College athletes in spring sports such as baseball and softball whose seasons have been disrupted or canceled because of the coronavirus could be in line to retain the year of NCAA eligibility they were set to use this season, according to a Friday statement from the NCAA.

"Council leadership agreed that eligibility relief is appropriate for all Division I student-athletes who participated in spring sports," the NCAA statement says. "Details of eligibility relief will be finalized at a later time. Additional issues with NCAA rules must be addressed, and appropriate governance bodies will work through those in the coming days and weeks."

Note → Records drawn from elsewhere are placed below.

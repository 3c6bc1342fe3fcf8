//! Atom lookup: codepoint → seeded atom record
//!
//! Text ingestion resolves every atom position through this component.
//! Computing positions from hashes is forbidden — it would replace the
//! seeded semantic locality with hash noise — so the lookup is the single
//! gate between the ingestion path and the atom table.
//!
//! Two modes:
//! - **On-demand**: misses are fetched from the store in batches of up to
//!   [`BATCH_LIMIT`] codepoints and cached.
//! - **Preloaded**: one scan of the atom table pins the full mapping
//!   (~1.1M entries) in memory; after that the lookup never touches the
//!   store and can be shared read-only across threads behind an `Arc`.

#![forbid(unsafe_code)]
#![allow(missing_docs)]

use std::collections::{HashMap, HashSet};

use tracing::info;

use crate::copy::SharedStore;
use crate::store::StoreError;

/// An atom joined with its physicality, as the ingester consumes it.
pub use crate::store::AtomRow as AtomInfo;

/// Maximum codepoints per store round trip.
pub const BATCH_LIMIT: usize = 1024;

/// Lookup failures (store-side only; a missing atom is `None`, not an error).
#[derive(Debug, thiserror::Error)]
pub enum LookupError {
    #[error(transparent)]
    Store(#[from] StoreError),
}

/// Query-time cache over the seeded atom table.
pub struct AtomLookup {
    store: SharedStore,
    cache: HashMap<u32, AtomInfo>,
    preloaded: bool,
}

impl AtomLookup {
    pub fn new(store: SharedStore) -> Self {
        AtomLookup { store, cache: HashMap::new(), preloaded: false }
    }

    /// One pass over the atom table; afterwards the cache is complete and
    /// read-only. Returns the number of entries pinned.
    pub fn preload_all(&mut self) -> Result<usize, LookupError> {
        let mut store = self
            .store
            .lock()
            .map_err(|_| StoreError::Protocol("store connection poisoned".into()))?;
        let cache = &mut self.cache;
        store.scan_atoms(&mut |row| {
            cache.insert(row.codepoint, row);
        })?;
        self.preloaded = true;
        info!(entries = self.cache.len(), "atom cache preloaded");
        Ok(self.cache.len())
    }

    pub fn is_preloaded(&self) -> bool {
        self.preloaded
    }

    /// Resolve one codepoint, fetching on a miss unless preloaded.
    pub fn lookup(&mut self, codepoint: u32) -> Result<Option<AtomInfo>, LookupError> {
        if self.cache.contains_key(&codepoint) || self.preloaded {
            return Ok(self.cache.get(&codepoint).copied());
        }
        let fetched = self.lookup_batch(&[codepoint])?;
        Ok(fetched.get(&codepoint).copied())
    }

    /// Resolve a set of codepoints, batching store round trips.
    ///
    /// The returned map covers every requested codepoint that exists in the
    /// atom table; requests absent from the table are silently missing from
    /// the map.
    pub fn lookup_batch(
        &mut self,
        codepoints: &[u32],
    ) -> Result<HashMap<u32, AtomInfo>, LookupError> {
        let mut missing: Vec<u32> = Vec::new();
        if !self.preloaded {
            let mut seen = HashSet::new();
            for &cp in codepoints {
                if !self.cache.contains_key(&cp) && seen.insert(cp) {
                    missing.push(cp);
                }
            }
        }
        if !missing.is_empty() {
            let mut store = self
                .store
                .lock()
                .map_err(|_| StoreError::Protocol("store connection poisoned".into()))?;
            for chunk in missing.chunks(BATCH_LIMIT) {
                for row in store.query_atoms(chunk)? {
                    self.cache.insert(row.codepoint, row);
                }
            }
        }
        Ok(codepoints
            .iter()
            .filter_map(|cp| self.cache.get(cp).map(|info| (*cp, *info)))
            .collect())
    }

    /// Cache-only read; the shared-`Arc` path after a preload.
    pub fn cached(&self, codepoint: u32) -> Option<&AtomInfo> {
        self.cache.get(&codepoint)
    }
}

// ============================================================================
// Tests
// ============================================================================

#[cfg(test)]
mod tests {
    use super::*;
    use crate::copy::{encode_row, frame_binary, Framing};
    use crate::geometry::point_on_s3;
    use crate::hash::Digest;
    use crate::records::{Physicality, Record};
    use crate::store::{MemStore, Store};
    use std::sync::{Arc, Mutex};

    /// Stores a handful of atoms without running the whole seeder.
    fn store_with_atoms(codepoints: &[u32]) -> SharedStore {
        let mut mem = MemStore::new();
        let mut phys_buf = Vec::new();
        let mut atom_buf = Vec::new();
        for (i, &cp) in codepoints.iter().enumerate() {
            let phys = Physicality::for_centroid(point_on_s3(i as u64, 64));
            encode_row(Framing::Binary, &phys.fields(), &mut phys_buf);
            let atom = crate::records::Atom {
                id: Digest::hash_codepoint(cp).unwrap(),
                codepoint: cp,
                physicality_id: phys.id,
            };
            encode_row(Framing::Binary, &atom.fields(), &mut atom_buf);
        }
        mem.copy_in("physicality", Framing::Binary, &frame_binary(&phys_buf)).unwrap();
        mem.copy_in("atom", Framing::Binary, &frame_binary(&atom_buf)).unwrap();
        Arc::new(Mutex::new(mem))
    }

    #[test]
    fn on_demand_lookup_fetches_and_caches() {
        let store = store_with_atoms(&[0x41, 0x42]);
        let mut lookup = AtomLookup::new(store);
        assert!(!lookup.is_preloaded());
        let a = lookup.lookup(0x41).unwrap().unwrap();
        assert_eq!(a.codepoint, 0x41);
        assert_eq!(a.atom_id, Digest::hash_codepoint(0x41).unwrap());
        // Second hit is served from cache.
        assert!(lookup.cached(0x41).is_some());
        assert!(lookup.cached(0x42).is_none());
    }

    #[test]
    fn missing_atom_is_none_not_error() {
        let store = store_with_atoms(&[0x41]);
        let mut lookup = AtomLookup::new(store);
        assert!(lookup.lookup(0x7F).unwrap().is_none());
    }

    #[test]
    fn batch_lookup_returns_only_seeded_entries() {
        let store = store_with_atoms(&[0x41, 0x42, 0x43]);
        let mut lookup = AtomLookup::new(store);
        let got = lookup.lookup_batch(&[0x41, 0x42, 0x999]).unwrap();
        assert_eq!(got.len(), 2);
        assert!(got.contains_key(&0x41));
        assert!(!got.contains_key(&0x999));
    }

    #[test]
    fn preload_pins_everything_and_stops_fetching() {
        let store = store_with_atoms(&[0x41, 0x42]);
        let mut lookup = AtomLookup::new(Arc::clone(&store));
        assert_eq!(lookup.preload_all().unwrap(), 2);
        assert!(lookup.is_preloaded());
        // Preloaded mode never refetches: a codepoint seeded *after* the
        // preload stays invisible.
        {
            let mut guard = store.lock().unwrap();
            let phys = Physicality::for_centroid(point_on_s3(9, 64));
            let mut buf = Vec::new();
            encode_row(Framing::Binary, &phys.fields(), &mut buf);
            guard.copy_in("physicality", Framing::Binary, &frame_binary(&buf)).unwrap();
            let atom = crate::records::Atom {
                id: Digest::hash_codepoint(0x5A).unwrap(),
                codepoint: 0x5A,
                physicality_id: phys.id,
            };
            let mut buf = Vec::new();
            encode_row(Framing::Binary, &atom.fields(), &mut buf);
            guard.copy_in("atom", Framing::Binary, &frame_binary(&buf)).unwrap();
        }
        assert!(lookup.lookup(0x5A).unwrap().is_none());
        // Shared read-only access pattern.
        let shared = Arc::new(lookup);
        assert!(shared.cached(0x41).is_some());
    }
}
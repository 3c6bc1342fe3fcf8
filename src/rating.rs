//! Rating engine: per-batch aggregation of relation observations
//!
//! Every co-occurrence observation of a relation is a vote. Within one
//! batch the engine folds votes per relation into `(observations_delta,
//! weighted_rating_delta)` so that one upsert row per relation reaches the
//! store regardless of how often the relation was seen. Reconciliation with
//! the persisted row happens entirely in the merge clause
//! (`ConflictClause::RatingMerge`); the engine never reads store state.
//!
//! A vote's value is `initial + k·(2s − 1)` for signal strength `s ∈ [0,1]`,
//! so a neutral signal of 0.5 votes exactly the initial rating and the
//! k-factor bounds how far any single vote can pull. Each flushed relation
//! also yields one append-only [`RelationEvidence`] row pinning the vote to
//! the content that produced it.

#![forbid(unsafe_code)]
#![allow(missing_docs)]

use std::collections::HashMap;

use crate::hash::Digest;
use crate::records::{RelationEvidence, RelationRating};

/// Default initial rating for a never-seen relation.
pub const DEFAULT_INITIAL_RATING: f64 = 1000.0;

/// Default k-factor.
pub const DEFAULT_K_FACTOR: f64 = 32.0;

#[derive(Clone, Debug, Default)]
struct VoteAcc {
    observations: i64,
    weighted_sum: f64,
    strength_sum: f64,
}

/// Accumulates votes for the duration of one batch.
pub struct RatingEngine {
    initial: f64,
    k_factor: f64,
    votes: HashMap<Digest, VoteAcc>,
}

impl RatingEngine {
    pub fn new(initial: f64, k_factor: f64) -> Self {
        RatingEngine { initial, k_factor, votes: HashMap::new() }
    }

    /// Record one observation of `relation` with the given signal strength.
    pub fn observe(&mut self, relation: Digest, signal_strength: f64) {
        let s = signal_strength.clamp(0.0, 1.0);
        let vote = self.initial + self.k_factor * (2.0 * s - 1.0);
        let acc = self.votes.entry(relation).or_default();
        acc.observations += 1;
        acc.weighted_sum += vote;
        acc.strength_sum += s;
    }

    /// Relations with at least one vote in the current batch.
    pub fn pending(&self) -> usize {
        self.votes.len()
    }

    /// Drain the batch into delta rows and evidence.
    ///
    /// Rows come out sorted by relation id so batches are byte-stable.
    /// `batch_seq` discriminates evidence ids across batches of the same
    /// content.
    pub fn flush(
        &mut self,
        content_id: Digest,
        batch_seq: u64,
    ) -> (Vec<RelationRating>, Vec<RelationEvidence>) {
        let mut entries: Vec<(Digest, VoteAcc)> = self.votes.drain().collect();
        entries.sort_by_key(|(id, _)| *id);

        let mut ratings = Vec::with_capacity(entries.len());
        let mut evidence = Vec::with_capacity(entries.len());
        for (relation, acc) in entries {
            let mean_strength = acc.strength_sum / acc.observations as f64;
            let mean_vote = acc.weighted_sum / acc.observations as f64;
            ratings.push(RelationRating {
                relation_id: relation,
                observations: acc.observations,
                rating_value: acc.weighted_sum,
                k_factor: self.k_factor,
            });
            let mut seed = Vec::with_capacity(32);
            seed.extend_from_slice(content_id.as_bytes());
            seed.extend_from_slice(relation.as_bytes());
            evidence.push(RelationEvidence {
                id: Digest::hash_with_context(&seed, &batch_seq.to_le_bytes()),
                content_id,
                relation_id: relation,
                is_valid: true,
                source_rating: mean_vote,
                signal_strength: mean_strength,
            });
        }
        (ratings, evidence)
    }
}

impl Default for RatingEngine {
    fn default() -> Self {
        RatingEngine::new(DEFAULT_INITIAL_RATING, DEFAULT_K_FACTOR)
    }
}
impl ConflictClause {
    /// Parse the configured clause text.
    pub fn parse(text: &str) -> Self {
        let t = text.to_ascii_lowercase();
        if t.contains("do nothing") || t.is_empty() {
            ConflictClause::DoNothing
        } else if t.contains("rating") {
            ConflictClause::RatingMerge
        } else {
            ConflictClause::Error
        }
    }

    /// The SQL rendering a relational backend would attach to the merge.
    pub fn as_sql(&self) -> &'static str {
        match self {
            ConflictClause::DoNothing => "ON CONFLICT (id) DO NOTHING",
            ConflictClause::Error => "",
            ConflictClause::RatingMerge => {
                "ON CONFLICT (relation_id) DO UPDATE SET \
                 rating_value = (relation_rating.rating_value * relation_rating.observations \
                 + EXCLUDED.rating_value * EXCLUDED.observations) \
                 / (relation_rating.observations + EXCLUDED.observations), \
                 observations = relation_rating.observations + EXCLUDED.observations"
            }
        }
    }
}

/// One atom joined with its physicality, as read back for lookup.
#[derive(Copy, Clone, Debug, PartialEq)]
pub struct AtomRow {
    pub codepoint: u32,
    pub atom_id: Digest,
    pub physicality_id: Digest,
    pub centroid: S3Point,
    pub hilbert: u128,
}

/// Minimum store capabilities the core requires.
pub trait Store: Send {
    /// Bulk copy a framed buffer into `table` (real or staging).
    /// Returns the number of rows written.
    fn copy_in(&mut self, table: &str, framing: Framing, data: &[u8]) -> Result<u64, StoreError>;

    /// Create an ephemeral staging table shaped like `like`.
    fn create_staging(&mut self, staging: &str, like: &str) -> Result<(), StoreError>;

    /// Merge a staging table into its target under `conflict`.
    /// Returns the number of rows actually inserted.
    fn merge_staging(
        &mut self,
        staging: &str,
        into: &str,
        conflict: &ConflictClause,
    ) -> Result<u64, StoreError>;

    /// Drop a staging table.
    fn drop_staging(&mut self, staging: &str) -> Result<(), StoreError>;

    /// Rows currently persisted in `table`.
    fn row_count(&self, table: &str) -> Result<u64, StoreError>;

    /// Fetch atoms (joined with physicality) for up to a batch of codepoints.
    fn query_atoms(&mut self, codepoints: &[u32]) -> Result<Vec<AtomRow>, StoreError>;

    /// Stream every atom row (preload path).
    fn scan_atoms(&mut self, visit: &mut dyn FnMut(AtomRow)) -> Result<(), StoreError>;

    /// Begin / commit / roll back a transaction.
    fn begin(&mut self) -> Result<(), StoreError>;
    fn commit(&mut self) -> Result<(), StoreError>;
    fn rollback(&mut self) -> Result<(), StoreError>;
}
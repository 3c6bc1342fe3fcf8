//! Unicode Character Database parsing
//!
//! The seeder's input is a directory of UCD data files. `UnicodeData.txt`
//! is required and defines the assigned-codepoint pool (ranged
//! `First`/`Last` pairs are expanded); every other file is optional and
//! layers properties onto the pool:
//!
//! - `Scripts.txt`, `ScriptExtensions.txt`, `Blocks.txt`, `DerivedAge.txt`
//! - `EastAsianWidth.txt`, `LineBreak.txt`, `HangulSyllableType.txt`
//! - `IndicSyllabicCategory.txt`, `IndicPositionalCategory.txt`
//! - `WordBreakProperty.txt`, `SentenceBreakProperty.txt`,
//!   `GraphemeBreakProperty.txt` (found at the directory root or under
//!   `auxiliary/`, where the UCD ships them)
//! - `ArabicShaping.txt` (joining type and joining group)
//! - `DerivedNormalizationProps.txt` (NFC/NFD/NFKC/NFKD quick checks)
//! - `NameAliases.txt`
//! - `emoji-data.txt`, `emoji-zwj-sequences.txt`
//! - `confusables.txt` (single-codepoint pairs)
//! - `allkeys.txt` (DUCET; first collation element's primary/secondary)
//! - `Unihan_IrgSources.txt` (`kRSUnicode` radical/stroke)
//!
//! Parsing is strict where the data is load-bearing: one malformed record
//! aborts the whole phase with its file and line number. Optional files
//! referencing codepoints outside the pool are tolerated (the pool is
//! authoritative).

#![forbid(unsafe_code)]
#![allow(missing_docs)]

use std::collections::BTreeMap;
use std::fs;
use std::path::{Path, PathBuf};

use tracing::{debug, info};

/// Count of codepoints in the 21-bit Unicode codespace.
pub const CODESPACE: u32 = 0x110000;

/// Errors from UCD loading.
#[derive(Debug, thiserror::Error)]
pub enum UcdError {
    #[error("missing UCD file: {}", .0.display())]
    MissingFile(PathBuf),
    #[error("{file}:{line}: malformed UCD record: {detail}")]
    Malformed { file: String, line: usize, detail: String },
    #[error("reading {}: {source}", file.display())]
    Io {
        file: PathBuf,
        #[source]
        source: std::io::Error,
    },
}

/// Decomposition kind from `UnicodeData.txt` field 5.
#[derive(Clone, Debug, PartialEq, Eq)]
pub enum DecompositionKind {
    Canonical,
    /// Compatibility decomposition with its formatting tag (`compat`,
    /// `font`, `super`, …).
    Compatibility(String),
}

/// Decomposition mapping of one codepoint.
#[derive(Clone, Debug, PartialEq, Eq)]
pub struct Decomposition {
    pub kind: DecompositionKind,
    pub mapping: Vec<u32>,
}

/// Normalization quick-check value. Codepoints not listed in
/// `DerivedNormalizationProps.txt` check as `Yes`.
#[derive(Copy, Clone, Debug, Default, PartialEq, Eq)]
pub enum QuickCheck {
    #[default]
    Yes,
    Maybe,
    No,
}

/// Everything the sequencer wants to know about one assigned codepoint.
#[derive(Clone, Debug, Default)]
pub struct CodepointRecord {
    pub codepoint: u32,
    pub name: String,
    pub general_category: String,
    pub combining_class: u8,
    pub bidi_class: String,
    pub decomposition: Option<Decomposition>,
    pub numeric_value: Option<f64>,
    pub uppercase: Option<u32>,
    pub lowercase: Option<u32>,
    pub titlecase: Option<u32>,
    pub script: Option<String>,
    pub script_extensions: Vec<String>,
    pub block: Option<String>,
    pub age: Option<String>,
    pub east_asian_width: Option<String>,
    pub line_break: Option<String>,
    pub hangul_syllable_type: Option<String>,
    pub indic_syllabic: Option<String>,
    pub indic_positional: Option<String>,
    pub word_break: Option<String>,
    pub sentence_break: Option<String>,
    pub grapheme_break: Option<String>,
    pub joining_type: Option<String>,
    pub joining_group: Option<String>,
    pub nfc_qc: QuickCheck,
    pub nfd_qc: QuickCheck,
    pub nfkc_qc: QuickCheck,
    pub nfkd_qc: QuickCheck,
    pub name_aliases: Vec<String>,
    pub is_emoji: bool,
    pub is_emoji_component: bool,
    pub radical: Option<u16>,
    pub strokes: Option<i16>,
    pub uca_primary: Option<u16>,
    pub uca_secondary: Option<u16>,
    pub confusable_with: Vec<u32>,
}

/// The parsed pool plus cross-codepoint structures.
#[derive(Debug, Default)]
pub struct UcdData {
    /// Assigned codepoints, keyed by scalar value.
    pub records: BTreeMap<u32, CodepointRecord>,
    /// Adjacent members of emoji ZWJ sequences.
    pub zwj_pairs: Vec<(u32, u32)>,
}

impl UcdData {
    /// Number of assigned codepoints in the pool.
    pub fn assigned_count(&self) -> usize {
        self.records.len()
    }

    /// Load a UCD directory. Only `UnicodeData.txt` is mandatory.
    pub fn load_dir(dir: &Path) -> Result<UcdData, UcdError> {
        let unicode_data = dir.join("UnicodeData.txt");
        if !unicode_data.is_file() {
            return Err(UcdError::MissingFile(unicode_data));
        }
        let mut data = UcdData::from_unicode_data(&read(&unicode_data)?, "UnicodeData.txt")?;
        info!(assigned = data.assigned_count(), "parsed UnicodeData.txt");

        if let Some(text) = read_optional(&dir.join("Scripts.txt"))? {
            for (range, value) in parse_property_file(&text, "Scripts.txt")? {
                data.apply(range, |r| r.script = Some(value.clone()));
            }
        }
        if let Some(text) = read_optional(&dir.join("ScriptExtensions.txt"))? {
            for (range, value) in parse_property_file(&text, "ScriptExtensions.txt")? {
                let exts: Vec<String> = value.split_whitespace().map(str::to_owned).collect();
                data.apply(range, |r| r.script_extensions = exts.clone());
            }
        }
        if let Some(text) = read_optional(&dir.join("Blocks.txt"))? {
            for (range, value) in parse_property_file(&text, "Blocks.txt")? {
                data.apply(range, |r| r.block = Some(value.clone()));
            }
        }
        if let Some(text) = read_optional(&dir.join("DerivedAge.txt"))? {
            for (range, value) in parse_property_file(&text, "DerivedAge.txt")? {
                data.apply(range, |r| r.age = Some(value.clone()));
            }
        }
        if let Some(text) = read_optional(&dir.join("EastAsianWidth.txt"))? {
            for (range, value) in parse_property_file(&text, "EastAsianWidth.txt")? {
                data.apply(range, |r| r.east_asian_width = Some(value.clone()));
            }
        }
        if let Some(text) = read_optional(&dir.join("LineBreak.txt"))? {
            for (range, value) in parse_property_file(&text, "LineBreak.txt")? {
                data.apply(range, |r| r.line_break = Some(value.clone()));
            }
        }
        if let Some(text) = read_optional(&dir.join("HangulSyllableType.txt"))? {
            for (range, value) in parse_property_file(&text, "HangulSyllableType.txt")? {
                data.apply(range, |r| r.hangul_syllable_type = Some(value.clone()));
            }
        }
        if let Some(text) = read_optional(&dir.join("IndicSyllabicCategory.txt"))? {
            for (range, value) in parse_property_file(&text, "IndicSyllabicCategory.txt")? {
                data.apply(range, |r| r.indic_syllabic = Some(value.clone()));
            }
        }
        if let Some(text) = read_optional(&dir.join("IndicPositionalCategory.txt"))? {
            for (range, value) in parse_property_file(&text, "IndicPositionalCategory.txt")? {
                data.apply(range, |r| r.indic_positional = Some(value.clone()));
            }
        }
        if let Some(text) = read_aux(dir, "WordBreakProperty.txt")? {
            for (range, value) in parse_property_file(&text, "WordBreakProperty.txt")? {
                data.apply(range, |r| r.word_break = Some(value.clone()));
            }
        }
        if let Some(text) = read_aux(dir, "SentenceBreakProperty.txt")? {
            for (range, value) in parse_property_file(&text, "SentenceBreakProperty.txt")? {
                data.apply(range, |r| r.sentence_break = Some(value.clone()));
            }
        }
        if let Some(text) = read_aux(dir, "GraphemeBreakProperty.txt")? {
            for (range, value) in parse_property_file(&text, "GraphemeBreakProperty.txt")? {
                data.apply(range, |r| r.grapheme_break = Some(value.clone()));
            }
        }
        if let Some(text) = read_optional(&dir.join("ArabicShaping.txt"))? {
            for (cp, jt, jg) in parse_arabic_shaping(&text, "ArabicShaping.txt")? {
                if let Some(r) = data.records.get_mut(&cp) {
                    r.joining_type = Some(jt);
                    r.joining_group = Some(jg);
                }
            }
        }
        if let Some(text) = read_optional(&dir.join("DerivedNormalizationProps.txt"))? {
            for (range, form, value) in
                parse_normalization_props(&text, "DerivedNormalizationProps.txt")?
            {
                data.apply(range, |r| match form {
                    QcForm::Nfc => r.nfc_qc = value,
                    QcForm::Nfd => r.nfd_qc = value,
                    QcForm::Nfkc => r.nfkc_qc = value,
                    QcForm::Nfkd => r.nfkd_qc = value,
                });
            }
        }
        if let Some(text) = read_optional(&dir.join("NameAliases.txt"))? {
            for (cp, alias) in parse_name_aliases(&text, "NameAliases.txt")? {
                if let Some(r) = data.records.get_mut(&cp) {
                    r.name_aliases.push(alias);
                }
            }
        }
        if let Some(text) = read_optional(&dir.join("emoji-data.txt"))? {
            for (range, value) in parse_property_file(&text, "emoji-data.txt")? {
                match value.as_str() {
                    "Emoji" => data.apply(range, |r| r.is_emoji = true),
                    "Emoji_Component" => data.apply(range, |r| r.is_emoji_component = true),
                    _ => {}
                }
            }
        }
        if let Some(text) = read_optional(&dir.join("emoji-zwj-sequences.txt"))? {
            data.zwj_pairs = parse_zwj_sequences(&text, "emoji-zwj-sequences.txt")?;
        }
        if let Some(text) = read_optional(&dir.join("confusables.txt"))? {
            for (source, target) in parse_confusables(&text, "confusables.txt")? {
                if let Some(r) = data.records.get_mut(&source) {
                    r.confusable_with.push(target);
                }
            }
        }
        if let Some(text) = read_optional(&dir.join("allkeys.txt"))? {
            for (cp, primary, secondary) in parse_allkeys(&text, "allkeys.txt")? {
                if let Some(r) = data.records.get_mut(&cp) {
                    r.uca_primary = Some(primary);
                    r.uca_secondary = Some(secondary);
                }
            }
        }
        if let Some(text) = read_optional(&dir.join("Unihan_IrgSources.txt"))? {
            for (cp, radical, strokes) in parse_unihan_rs(&text, "Unihan_IrgSources.txt")? {
                if let Some(r) = data.records.get_mut(&cp) {
                    r.radical = Some(radical);
                    r.strokes = Some(strokes);
                }
            }
        }

        Ok(data)
    }

    /// Parse the mandatory file alone (fixtures and tests enter here).
    pub fn from_unicode_data(text: &str, file: &str) -> Result<UcdData, UcdError> {
        let mut records = BTreeMap::new();
        let mut range_start: Option<(u32, CodepointRecord)> = None;

        for (idx, raw) in text.lines().enumerate() {
            let line_no = idx + 1;
            let line = raw.trim();
            if line.is_empty() || line.starts_with('#') {
                continue;
            }
            let fields: Vec<&str> = line.split(';').collect();
            if fields.len() != 15 {
                return Err(UcdError::Malformed {
                    file: file.to_owned(),
                    line: line_no,
                    detail: format!("expected 15 fields, found {}", fields.len()),
                });
            }
            let cp = parse_hex_cp(fields[0], file, line_no)?;
            let record = parse_unicode_data_fields(cp, &fields, file, line_no)?;
            let name = fields[1];

            if name.ends_with(", First>") {
                if range_start.is_some() {
                    return Err(UcdError::Malformed {
                        file: file.to_owned(),
                        line: line_no,
                        detail: "nested range start".into(),
                    });
                }
                range_start = Some((cp, record));
                continue;
            }
            if name.ends_with(", Last>") {
                let (start, template) = range_start.take().ok_or_else(|| UcdError::Malformed {
                    file: file.to_owned(),
                    line: line_no,
                    detail: "range end without start".into(),
                })?;
                let stem = name
                    .trim_start_matches('<')
                    .trim_end_matches(", Last>")
                    .to_uppercase();
                for c in start..=cp {
                    let mut r = template.clone();
                    r.codepoint = c;
                    r.name = format!("{stem}-{c:04X}");
                    records.insert(c, r);
                }
                continue;
            }
            records.insert(cp, record);
        }

        if range_start.is_some() {
            return Err(UcdError::Malformed {
                file: file.to_owned(),
                line: text.lines().count(),
                detail: "unterminated codepoint range".into(),
            });
        }
        Ok(UcdData { records, zwj_pairs: Vec::new() })
    }

    fn apply<F: FnMut(&mut CodepointRecord)>(
        &mut self,
        range: std::ops::RangeInclusive<u32>,
        mut f: F,
    ) {
        for (_, record) in self.records.range_mut(range) {
            f(record);
        }
    }
}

The statement came a day after the NCAA announced the cancellation of the remaining winter and spring championships, including the men's and women's NCAA Basketball Tournaments and the Men's and Women's College World Series events. Many conferences followed the NCAA's lead on Thursday or Friday by either canceling their spring sports seasons or postponing them indefinitely.

The Big Ten has canceled all competition for the rest of the academic year, "including spring sports that compete beyond the academic year," according to a league statement. By contrast, the SEC only suspended competition until March 30, leaving open the possibility that its spring sports could resume at some point this year. But even if some leagues do resume play, there will be no NCAA championship at the end of the schedule.

While Friday's announcement about eligibility relief pertained to spring sports athletes, there has been no word from the NCAA on the possibility of eligibility relief for winter sports athletes, namely basketball players whose seasons were cut short less than a week before the scheduled beginning of the NCAA Tournament.